Configuring the base Intenvory

Below is a representative workflow of how the Ceph Ansible playbook typically works, focusing on components such as OSD (Object Storage Daemons), MON (Monitor Nodes) and MGR (Manager Nodes) that will later be added to OpenNebula, implementing all the functionalities described for the Ceph Datastore in the OpenNebula documentation.:

  1. Inventory Setup: The playbook begins by defining the inventory, which includes details of all the servers that will be part of the Ceph cluster. This could include separate groups for OSD nodes, MON nodes, MGR nodes, and any other necessary infrastructure:
ceph:
  children:
    ? mons
    ? mgrs
    ? osds
  vars:
    osd_auto_discovery: true

mons:
  hosts:
      stor01: {ansible_host: '10.255.0.1', monitor_address: '10.255.0.1'}
      stor02: {ansible_host: '10.255.0.2', monitor_address: '10.255.0.2'}
      stor03: {ansible_host: '10.255.0.3', monitor_address: '10.255.0.3'}

mgrs:
  hosts:
      osd01: {ansible_host: '10.255.0.1'}
      osd02: {ansible_host: '10.255.0.2'}
      osd03: {ansible_host: '10.255.0.3'}

osds:
  vars:
  hosts:
    osd01:
      ansible_host: 10.255.0.1
      devices:
        - /dev/disk/by-id/wwn-0x5000cca2e950aae0
        - /dev/disk/by-id/wwn-0x5000cca2e950a9f0
    osd02:
      ansible_host: '10.255.0.2'
      devices:
        - /dev/disk/by-id/wwn-0x5000cca2c0085778
        - /dev/disk/by-id/wwn-0x5000cca2c00589d0
       
    osd03:
      ansible_host: '10.255.0.3'
      devices:
        - /dev/disk/by-id/wwn-0x5000ccadcc008e2ec
        - /dev/disk/by-id/wwn-0x5000ccadc007e9043

Tip

For more details about this attributes we recommend to take a look to the Ceph Ansible playbook documentation.

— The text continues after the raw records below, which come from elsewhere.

use serde::{Deserialize, Serialize};

/// Typed failure taxonomy for harness outcomes.
///
/// Component-level functions return these inside outcome objects whenever the
/// failure is an expected branch (timeouts, mismatches). Unexpected errors
/// stay `anyhow::Error` and are folded into the run's error list at the
/// orchestrator boundary.
#[derive(Debug, Clone, PartialEq, Eq, thiserror::Error, Serialize, Deserialize)]
#[serde(tag = "kind", rename_all = "snake_case")]
pub enum HarnessFailure {
    /// The assistant never replied to a conversation step.
    #[error("assistant reply not observed within {timeout_ms}ms for step '{step}'")]
    StepTimeout { step: String, timeout_ms: u64 },

    /// A reply arrived but lacked the expected content.
    #[error("step '{step}' reply did not contain '{expected}': got '{actual}'")]
    UnexpectedResponse {
        step: String,
        expected: String,
        actual: String,
    },

    /// A confirmation step did not put the client into its searching state.
    #[error("searching state not observed within {timeout_ms}ms")]
    SearchStateNotObserved { timeout_ms: u64 },

    /// Writing the fabricated callback record failed.
    #[error("storage write failed: {detail}")]
    StorageWrite { detail: String },

    /// Reading back callback state failed.
    #[error("storage read failed: {detail}")]
    StorageRead { detail: String },

    /// The UI never rendered the callback within the deadline.
    #[error("callback not rendered in UI within {deadline_ms}ms")]
    DeliveryTimeout { deadline_ms: u64 },

    /// The backend pending flag never flipped, independent of UI delivery.
    #[error("callback {record_id} not marked processed within {timeout_ms}ms")]
    ProcessedFlagTimeout { record_id: i64, timeout_ms: u64 },

    /// The automation layer itself failed (not a semantic outcome).
    #[error("page driver failure: {detail}")]
    Driver { detail: String },
}
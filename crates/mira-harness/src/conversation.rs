use mira_core::{current_unix_timestamp_ms, HarnessFailure};
use mira_driver::{markers, SelectorState};
use tracing::debug;

use crate::context::RunContext;
use crate::flow::ConversationStep;
use crate::results::StepResult;

/// Executes one scripted conversational step against the live UI: submits the
/// user utterance, waits (bounded) for the assistant's reply, and checks the
/// reply contains the expected substring case-insensitively.
///
/// Mutates live conversation state only; nothing is persisted. Elapsed time
/// is recorded on every outcome.
pub async fn execute_step(ctx: &RunContext, step: &ConversationStep) -> StepResult {
    let started = current_unix_timestamp_ms();
    let failure = run_step_body(ctx, step).await.err();
    let elapsed_ms = current_unix_timestamp_ms().saturating_sub(started);
    match failure {
        None => {
            debug!(step = %step.name, elapsed_ms, "conversation step succeeded");
            StepResult {
                step: step.name.clone(),
                success: true,
                elapsed_ms,
                error: None,
                failure: None,
            }
        }
        Some(failure) => StepResult {
            step: step.name.clone(),
            success: false,
            elapsed_ms,
            error: Some(failure.to_string()),
            failure: Some(failure),
        },
    }
}

async fn run_step_body(ctx: &RunContext, step: &ConversationStep) -> Result<(), HarnessFailure> {
    let page = ctx.page.as_ref();
    let timeout_ms = ctx.config.response_timeout_ms;

    page.fill(markers::CHAT_INPUT, &step.user_message)
        .await
        .map_err(|error| HarnessFailure::Driver {
            detail: error.to_string(),
        })?;
    page.click(markers::SEND_BUTTON)
        .await
        .map_err(|error| HarnessFailure::Driver {
            detail: error.to_string(),
        })?;

    match page
        .wait_for_selector(markers::LAST_ASSISTANT_MESSAGE, SelectorState::Visible, timeout_ms)
        .await
    {
        Ok(()) => {}
        Err(error) if error.is_timeout() => {
            return Err(HarnessFailure::StepTimeout {
                step: step.name.clone(),
                timeout_ms,
            });
        }
        Err(error) => {
            return Err(HarnessFailure::Driver {
                detail: error.to_string(),
            });
        }
    }

    let reply = page
        .text_content(markers::LAST_ASSISTANT_MESSAGE)
        .await
        .map_err(|error| HarnessFailure::Driver {
            detail: error.to_string(),
        })?;
    if reply
        .to_lowercase()
        .contains(&step.expected_response.to_lowercase())
    {
        Ok(())
    } else {
        Err(HarnessFailure::UnexpectedResponse {
            step: step.name.clone(),
            expected: step.expected_response.clone(),
            actual: reply,
        })
    }
}
//! Mode execution: wires a storage backend and a page driver, runs the
//! requested scenario bundle per device project, and aggregates reports.

use std::sync::Arc;

use anyhow::{bail, Context, Result};
use mira_core::{generate_session_id, HarnessConfig};
use mira_driver::{PageDriver, PlaywrightCliPageDriver};
use mira_harness::devices::DeviceProfile;
use mira_harness::doubles::ScriptedClientPage;
use mira_harness::injector::inject_payload;
use mira_harness::verifier::await_delivery;
use mira_harness::{
    build_report, bulk_payload, property_search_flow, run_critical_iterations, FlowRunner,
    QaReport, RunContext, SessionCleanup,
};
use mira_storage::{CallbackStore, MemoryCallbackStore, RestCallbackStore};
use tracing::{info, warn};

use crate::args::{Cli, RunMode};

/// Where the run reads callbacks from and how it reaches the page.
enum Backend {
    /// No storage endpoint configured: dry run against the in-process client
    /// double, sharing one memory store.
    Memory(MemoryCallbackStore),
    /// Real storage plus the Playwright bridge CLI.
    Live { bridge_cli: String },
}

impl Backend {
    fn from_config(config: &HarnessConfig) -> Self {
        if config.storage_url.trim().is_empty() {
            warn!("no storage endpoint configured; running against the in-process client double");
            Backend::Memory(MemoryCallbackStore::new())
        } else {
            Backend::Live {
                bridge_cli: config.bridge_cli.clone(),
            }
        }
    }

    fn store(&self, config: &HarnessConfig) -> Result<Arc<dyn CallbackStore>> {
        match self {
            Backend::Memory(store) => Ok(Arc::new(store.clone())),
            Backend::Live { .. } => Ok(Arc::new(RestCallbackStore::new(config)?)),
        }
    }

    fn page(&self, session_id: &str) -> Result<Arc<dyn PageDriver>> {
        match self {
            Backend::Memory(store) => Ok(Arc::new(ScriptedClientPage::new(
                session_id,
                store.clone(),
            ))),
            Backend::Live { bridge_cli } => {
                if bridge_cli.trim().is_empty() {
                    bail!("a storage endpoint is configured but --bridge-cli is not set");
                }
                Ok(Arc::new(PlaywrightCliPageDriver::new(bridge_cli.clone())?))
            }
        }
    }
}

/// Runs the chosen mode and returns one report per executed run.
pub async fn run_mode(cli: &Cli, config: &HarnessConfig) -> Result<Vec<QaReport>> {
    let backend = Backend::from_config(config);
    match cli.mode {
        RunMode::Iterations => run_iterations(&backend, config).await,
        RunMode::Stress => run_stress(&backend, config).await,
        mode if cli.parallel => run_devices_parallel(mode, config).await,
        mode => run_devices_sequential(mode, &backend, config).await,
    }
}

async fn run_one(
    backend: &Backend,
    config: &HarnessConfig,
    device: &DeviceProfile,
    target_iteration: u32,
) -> Result<QaReport> {
    let session_id = generate_session_id();
    info!(device = %device.name, target_iteration, session_id = %session_id, "run starting");
    let store = backend.store(config)?;
    let page = backend.page(&session_id)?;
    let ctx = RunContext::new(Arc::clone(&store), page, session_id.clone(), config.clone());
    let cleanup = SessionCleanup::new(store, session_id);
    let result = FlowRunner::new(ctx)
        .run(&property_search_flow(), target_iteration)
        .await;
    cleanup.run().await;
    Ok(build_report(&result, &device.info()))
}

async fn run_devices_sequential(
    mode: RunMode,
    backend: &Backend,
    config: &HarnessConfig,
) -> Result<Vec<QaReport>> {
    let mut reports = Vec::new();
    for device in mode.device_projects() {
        reports.push(run_one(backend, config, &device, mode.target_iteration()).await?);
    }
    Ok(reports)
}

async fn run_devices_parallel(mode: RunMode, config: &HarnessConfig) -> Result<Vec<QaReport>> {
    let mut handles = Vec::new();
    for device in mode.device_projects() {
        let config = config.clone();
        handles.push(tokio::spawn(async move {
            // Each parallel run owns its backend; sessions never share state.
            let backend = Backend::from_config(&config);
            run_one(&backend, &config, &device, mode.target_iteration()).await
        }));
    }
    let mut reports = Vec::new();
    for handle in handles {
        reports.push(handle.await.context("device run panicked")??);
    }
    Ok(reports)
}

async fn run_iterations(backend: &Backend, config: &HarnessConfig) -> Result<Vec<QaReport>> {
    let store = backend.store(config)?;
    let device = RunMode::Iterations.device_projects().remove(0);
    // Fail fast on a page that cannot be opened at all; a mid-sweep page
    // failure surfaces through the run result instead.
    backend.page("preflight")?;
    let mut page_error = None;
    let sweep = {
        let backend_page = |session_id: &str| -> Arc<dyn PageDriver> {
            match backend.page(session_id) {
                Ok(page) => page,
                Err(error) => {
                    page_error.get_or_insert(error.to_string());
                    Arc::new(ScriptedClientPage::new(session_id, MemoryCallbackStore::new()))
                }
            }
        };
        run_critical_iterations(store, config.clone(), backend_page).await
    };
    if let Some(detail) = page_error {
        bail!("failed to open a page for the critical-iterations sweep: {detail}");
    }
    Ok(sweep
        .runs
        .into_iter()
        .map(|run| build_report(&run.result, &device.info()))
        .collect())
}

/// Full flow, then one oversized callback on top of the same session style.
async fn run_stress(backend: &Backend, config: &HarnessConfig) -> Result<Vec<QaReport>> {
    let device = RunMode::Stress.device_projects().remove(0);
    let mut report = run_one(backend, config, &device, 3).await?;

    let session_id = generate_session_id();
    let store = backend.store(config)?;
    let page = backend.page(&session_id)?;
    let ctx = RunContext::new(Arc::clone(&store), page, session_id.clone(), config.clone());
    let cleanup = SessionCleanup::new(store, session_id);

    let payload = bulk_payload(50);
    let bulk_outcome = match inject_payload(&ctx, &payload).await {
        Ok(_) => await_delivery(&ctx, config.delivery_fallback_timeout_ms)
            .await
            .map_err(anyhow::Error::from)
            .map(|outcome| outcome.delivered && outcome.rendered_count == payload.property_count()),
        Err(failure) => Err(failure.into()),
    };
    cleanup.run().await;

    match bulk_outcome {
        Ok(true) => info!("bulk callback delivered and fully rendered"),
        Ok(false) => {
            report.summary.success = false;
            report
                .errors
                .push("bulk callback was not fully rendered within the deadline".to_string());
        }
        Err(error) => {
            report.summary.success = false;
            report.errors.push(format!("bulk callback failed: {error}"));
        }
    }
    Ok(vec![report])
}

/// Prints the per-run summary table the suite ends with.
pub fn print_summary(reports: &[QaReport]) {
    println!("\n{:<24} {:<8} {:>10} {:>12}", "project", "result", "iterations", "elapsed");
    for report in reports {
        println!(
            "{:<24} {:<8} {:>7}/{:<2} {:>10}ms",
            report.device.name,
            if report.summary.success { "pass" } else { "FAIL" },
            report.summary.completed_iterations,
            report.summary.target_iteration,
            report.summary.total_elapsed_ms
        );
    }
    let failed = reports.iter().filter(|r| !r.summary.success).count();
    println!(
        "\n{} run(s), {} failed",
        reports.len(),
        failed
    );
}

  1. Preparation: Before deploying Ceph, the playbook may perform tasks to ensure that all necessary prerequisites are met on the target servers. This could involve installing required packages, configuring network settings, and ensuring that the servers have adequate resources.

  2. Ceph Components deployment:

    • MON Deployment: The playbook starts by deploying the MON nodes. MONs are responsible for maintaining cluster membership and state. Ansible will typically install the necessary packages, generate and distribute authentication keys, and configure the MON nodes to communicate with each other.

    • OSD Deployment: Once the MON nodes are up and running, the playbook proceeds to deploy the OSD nodes. OSDs are responsible for storing data in the Ceph cluster. Ansible will partition the disks and configure them to act as OSDs. It will then add the OSD nodes to the cluster and rebalance data across them.

    • MGR Deployment: MGR nodes, or Manager nodes, are responsible for managing and monitoring the Ceph cluster. The playbook will deploy MGR nodes and configure them to collect and present cluster metrics, handle commands and requests from clients, and perform other management tasks.

  3. Cluster Configuration: With all the necessary components deployed, the playbook will then perform any additional configuration tasks required to finalize the Ceph cluster setup. This could include setting placement groups (PGs), configuring pools, enabling features like erasure coding or cache tiering, and optimizing performance settings. By default, one pool will be created with the name one.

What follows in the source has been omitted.